*** WORKING DATA Section Begins ***
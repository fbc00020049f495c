use crate::ports::CacheBackend;
use async_trait::async_trait;
use shared::{BackendError, BackendResult, TtlMs};
use std::collections::HashMap;
use std::sync::atomic::{AtomicBool, Ordering};
use std::sync::{Arc, Mutex};
use std::time::Duration;

/// Ordered record of every call made against a set of fake backends
#[derive(Clone, Default)]
pub(crate) struct Journal(Arc<Mutex<Vec<String>>>);

impl Journal {
    fn record(&self, entry: String) {
        self.0.lock().unwrap().push(entry);
    }

    pub(crate) fn entries(&self) -> Vec<String> {
        self.0.lock().unwrap().clone()
    }
}

/// In-memory backend with failure injection
pub(crate) struct FakeBackend {
    name: String,
    entries: Mutex<HashMap<String, String>>,
    journal: Journal,
    unreachable: AtomicBool,
    reject_writes: AtomicBool,
    delay: Option<Duration>,
}

impl FakeBackend {
    pub(crate) fn new(name: &str, journal: &Journal) -> Self {
        Self {
            name: name.to_string(),
            entries: Mutex::new(HashMap::new()),
            journal: journal.clone(),
            unreachable: AtomicBool::new(false),
            reject_writes: AtomicBool::new(false),
            delay: None,
        }
    }

    pub(crate) fn with_delay(mut self, delay: Duration) -> Self {
        self.delay = Some(delay);
        self
    }

    pub(crate) fn set_unreachable(&self, unreachable: bool) {
        self.unreachable.store(unreachable, Ordering::SeqCst);
    }

    pub(crate) fn set_reject_writes(&self, reject: bool) {
        self.reject_writes.store(reject, Ordering::SeqCst);
    }

    /// Seed an entry without going through the coordinator
    pub(crate) fn seed(&self, key: &str, value: &str) {
        self.entries
            .lock()
            .unwrap()
            .insert(key.to_string(), value.to_string());
    }

    pub(crate) fn value_of(&self, key: &str) -> Option<String> {
        self.entries.lock().unwrap().get(key).cloned()
    }

    pub(crate) fn len(&self) -> usize {
        self.entries.lock().unwrap().len()
    }

    async fn enter(&self, call: &str, write: bool) -> BackendResult<()> {
        self.journal.record(format!("{}:{}", self.name, call));

        if let Some(delay) = self.delay {
            tokio::time::sleep(delay).await;
        } else {
            tokio::task::yield_now().await;
        }

        if self.unreachable.load(Ordering::SeqCst) {
            return Err(BackendError::Connection(format!(
                "{} is unreachable",
                self.name
            )));
        }
        if write && self.reject_writes.load(Ordering::SeqCst) {
            return Err(BackendError::Command("SERVER_ERROR out of memory".to_string()));
        }
        Ok(())
    }
}

#[async_trait]
impl CacheBackend for FakeBackend {
    fn name(&self) -> &str {
        &self.name
    }

    async fn get(&self, key: &str) -> BackendResult<Option<String>> {
        self.enter(&format!("get:{}", key), false).await?;
        Ok(self.value_of(key))
    }

    async fn set(&self, key: &str, value: &str, _ttl: Option<TtlMs>) -> BackendResult<()> {
        self.enter(&format!("set:{}", key), true).await?;
        self.seed(key, value);
        Ok(())
    }

    async fn delete(&self, key: &str) -> BackendResult<()> {
        self.enter(&format!("delete:{}", key), true).await?;
        self.entries.lock().unwrap().remove(key);
        Ok(())
    }

    async fn clear(&self) -> BackendResult<()> {
        self.enter("clear", true).await?;
        self.entries.lock().unwrap().clear();
        Ok(())
    }

    async fn ping(&self) -> BackendResult<()> {
        self.enter("ping", false).await
    }
}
*** WORKING DATA Section Ends ***
Copy every line of the listing that includes the string "store".

RESULT FOR THIS EXERCISE:
        self.unreachable.store(unreachable, Ordering::SeqCst);
        self.reject_writes.store(reject, Ordering::SeqCst);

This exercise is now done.